Exercise objective
In the data below, which lines contain "MissingSubject"? List them by copying each one.

Data extracts
>>

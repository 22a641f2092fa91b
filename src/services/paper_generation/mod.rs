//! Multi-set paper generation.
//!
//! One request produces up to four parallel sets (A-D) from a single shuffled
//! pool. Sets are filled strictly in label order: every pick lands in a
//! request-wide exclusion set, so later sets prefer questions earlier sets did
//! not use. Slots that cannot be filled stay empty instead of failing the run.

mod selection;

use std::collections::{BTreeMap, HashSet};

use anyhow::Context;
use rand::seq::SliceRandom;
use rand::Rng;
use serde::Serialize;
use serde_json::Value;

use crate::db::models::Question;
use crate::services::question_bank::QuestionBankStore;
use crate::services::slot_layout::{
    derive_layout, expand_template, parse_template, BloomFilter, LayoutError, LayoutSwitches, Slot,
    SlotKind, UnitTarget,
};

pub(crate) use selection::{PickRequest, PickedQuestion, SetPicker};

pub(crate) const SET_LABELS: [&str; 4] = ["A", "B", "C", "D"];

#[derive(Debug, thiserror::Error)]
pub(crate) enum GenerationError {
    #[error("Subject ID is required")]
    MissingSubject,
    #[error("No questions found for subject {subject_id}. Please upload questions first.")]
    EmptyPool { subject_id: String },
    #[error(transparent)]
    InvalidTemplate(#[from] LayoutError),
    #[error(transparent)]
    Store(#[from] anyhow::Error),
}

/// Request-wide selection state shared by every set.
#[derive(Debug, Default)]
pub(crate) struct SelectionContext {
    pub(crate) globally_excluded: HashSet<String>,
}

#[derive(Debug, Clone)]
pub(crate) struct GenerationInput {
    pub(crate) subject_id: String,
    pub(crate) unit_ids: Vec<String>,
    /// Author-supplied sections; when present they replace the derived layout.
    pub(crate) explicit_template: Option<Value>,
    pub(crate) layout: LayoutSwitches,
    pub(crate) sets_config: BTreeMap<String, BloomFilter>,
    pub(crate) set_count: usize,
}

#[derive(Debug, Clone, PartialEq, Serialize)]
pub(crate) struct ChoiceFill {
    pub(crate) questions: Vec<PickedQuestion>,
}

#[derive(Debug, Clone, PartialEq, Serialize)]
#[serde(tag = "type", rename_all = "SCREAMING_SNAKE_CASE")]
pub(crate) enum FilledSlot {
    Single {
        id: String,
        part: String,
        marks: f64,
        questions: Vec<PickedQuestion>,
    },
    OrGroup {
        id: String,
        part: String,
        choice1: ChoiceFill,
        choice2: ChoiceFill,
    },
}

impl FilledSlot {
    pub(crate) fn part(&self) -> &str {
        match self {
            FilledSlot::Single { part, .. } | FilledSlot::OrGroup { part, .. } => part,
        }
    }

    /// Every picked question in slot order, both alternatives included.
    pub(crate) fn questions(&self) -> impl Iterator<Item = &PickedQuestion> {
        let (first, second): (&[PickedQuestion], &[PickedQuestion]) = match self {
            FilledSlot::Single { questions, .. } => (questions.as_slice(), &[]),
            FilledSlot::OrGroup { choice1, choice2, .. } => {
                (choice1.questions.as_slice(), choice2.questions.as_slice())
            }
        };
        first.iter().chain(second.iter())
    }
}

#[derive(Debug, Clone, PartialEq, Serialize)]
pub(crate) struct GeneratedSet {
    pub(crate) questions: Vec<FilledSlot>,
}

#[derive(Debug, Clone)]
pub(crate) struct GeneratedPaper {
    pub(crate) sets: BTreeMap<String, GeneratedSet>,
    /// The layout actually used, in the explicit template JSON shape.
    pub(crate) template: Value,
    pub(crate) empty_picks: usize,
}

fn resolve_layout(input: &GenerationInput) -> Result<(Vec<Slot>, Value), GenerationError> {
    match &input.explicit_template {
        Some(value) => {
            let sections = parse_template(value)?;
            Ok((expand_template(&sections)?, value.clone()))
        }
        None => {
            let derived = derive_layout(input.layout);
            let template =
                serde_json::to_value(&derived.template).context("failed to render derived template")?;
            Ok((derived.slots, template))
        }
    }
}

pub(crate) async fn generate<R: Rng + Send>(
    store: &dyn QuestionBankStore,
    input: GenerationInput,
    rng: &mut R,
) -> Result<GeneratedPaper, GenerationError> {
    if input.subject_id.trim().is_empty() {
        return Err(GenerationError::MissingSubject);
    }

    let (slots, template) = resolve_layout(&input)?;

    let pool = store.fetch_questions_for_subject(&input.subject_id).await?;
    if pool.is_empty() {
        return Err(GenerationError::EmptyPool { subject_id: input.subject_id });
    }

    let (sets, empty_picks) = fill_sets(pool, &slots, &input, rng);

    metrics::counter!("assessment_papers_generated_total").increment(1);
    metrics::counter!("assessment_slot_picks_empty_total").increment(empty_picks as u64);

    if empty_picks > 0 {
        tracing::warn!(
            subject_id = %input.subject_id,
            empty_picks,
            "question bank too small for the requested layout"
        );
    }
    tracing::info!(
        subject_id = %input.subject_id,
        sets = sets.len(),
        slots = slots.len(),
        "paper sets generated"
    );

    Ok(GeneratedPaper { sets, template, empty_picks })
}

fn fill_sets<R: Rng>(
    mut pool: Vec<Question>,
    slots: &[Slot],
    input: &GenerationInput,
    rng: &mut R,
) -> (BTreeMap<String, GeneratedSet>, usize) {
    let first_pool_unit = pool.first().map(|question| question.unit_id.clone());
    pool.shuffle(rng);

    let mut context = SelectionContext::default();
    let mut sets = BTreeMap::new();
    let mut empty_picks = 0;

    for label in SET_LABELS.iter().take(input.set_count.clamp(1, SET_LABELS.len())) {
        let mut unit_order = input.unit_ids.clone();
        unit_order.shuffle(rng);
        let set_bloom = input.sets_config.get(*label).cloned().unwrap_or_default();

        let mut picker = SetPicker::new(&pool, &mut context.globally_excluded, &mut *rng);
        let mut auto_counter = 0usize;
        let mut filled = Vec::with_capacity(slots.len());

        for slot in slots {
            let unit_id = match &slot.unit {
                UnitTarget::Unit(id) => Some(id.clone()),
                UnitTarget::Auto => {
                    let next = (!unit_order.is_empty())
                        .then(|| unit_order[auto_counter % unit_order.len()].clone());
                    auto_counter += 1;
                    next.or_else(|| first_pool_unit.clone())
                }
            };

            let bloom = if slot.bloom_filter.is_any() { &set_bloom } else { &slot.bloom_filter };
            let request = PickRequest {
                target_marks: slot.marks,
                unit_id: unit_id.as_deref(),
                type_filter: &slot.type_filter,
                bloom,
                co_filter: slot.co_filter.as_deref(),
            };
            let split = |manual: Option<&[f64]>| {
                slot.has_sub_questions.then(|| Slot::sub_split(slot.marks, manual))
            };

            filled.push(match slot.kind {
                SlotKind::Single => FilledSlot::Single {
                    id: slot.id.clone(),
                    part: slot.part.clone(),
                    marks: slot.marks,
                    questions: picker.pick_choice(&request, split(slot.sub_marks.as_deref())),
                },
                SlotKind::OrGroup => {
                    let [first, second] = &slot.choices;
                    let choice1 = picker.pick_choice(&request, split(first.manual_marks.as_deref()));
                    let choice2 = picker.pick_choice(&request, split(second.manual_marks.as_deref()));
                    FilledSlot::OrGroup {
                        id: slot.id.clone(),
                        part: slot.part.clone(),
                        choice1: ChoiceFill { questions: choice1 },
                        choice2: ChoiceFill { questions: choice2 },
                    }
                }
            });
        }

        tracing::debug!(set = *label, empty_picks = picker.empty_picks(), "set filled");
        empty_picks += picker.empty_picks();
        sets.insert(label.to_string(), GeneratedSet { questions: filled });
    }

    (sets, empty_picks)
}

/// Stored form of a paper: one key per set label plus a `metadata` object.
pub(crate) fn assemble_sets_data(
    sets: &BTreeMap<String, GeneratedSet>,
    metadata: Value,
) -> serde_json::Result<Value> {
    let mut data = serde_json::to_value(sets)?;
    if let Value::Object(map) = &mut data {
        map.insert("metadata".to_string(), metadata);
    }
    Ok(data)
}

<<

Exercise answer
    MissingSubject,
        return Err(GenerationError::MissingSubject);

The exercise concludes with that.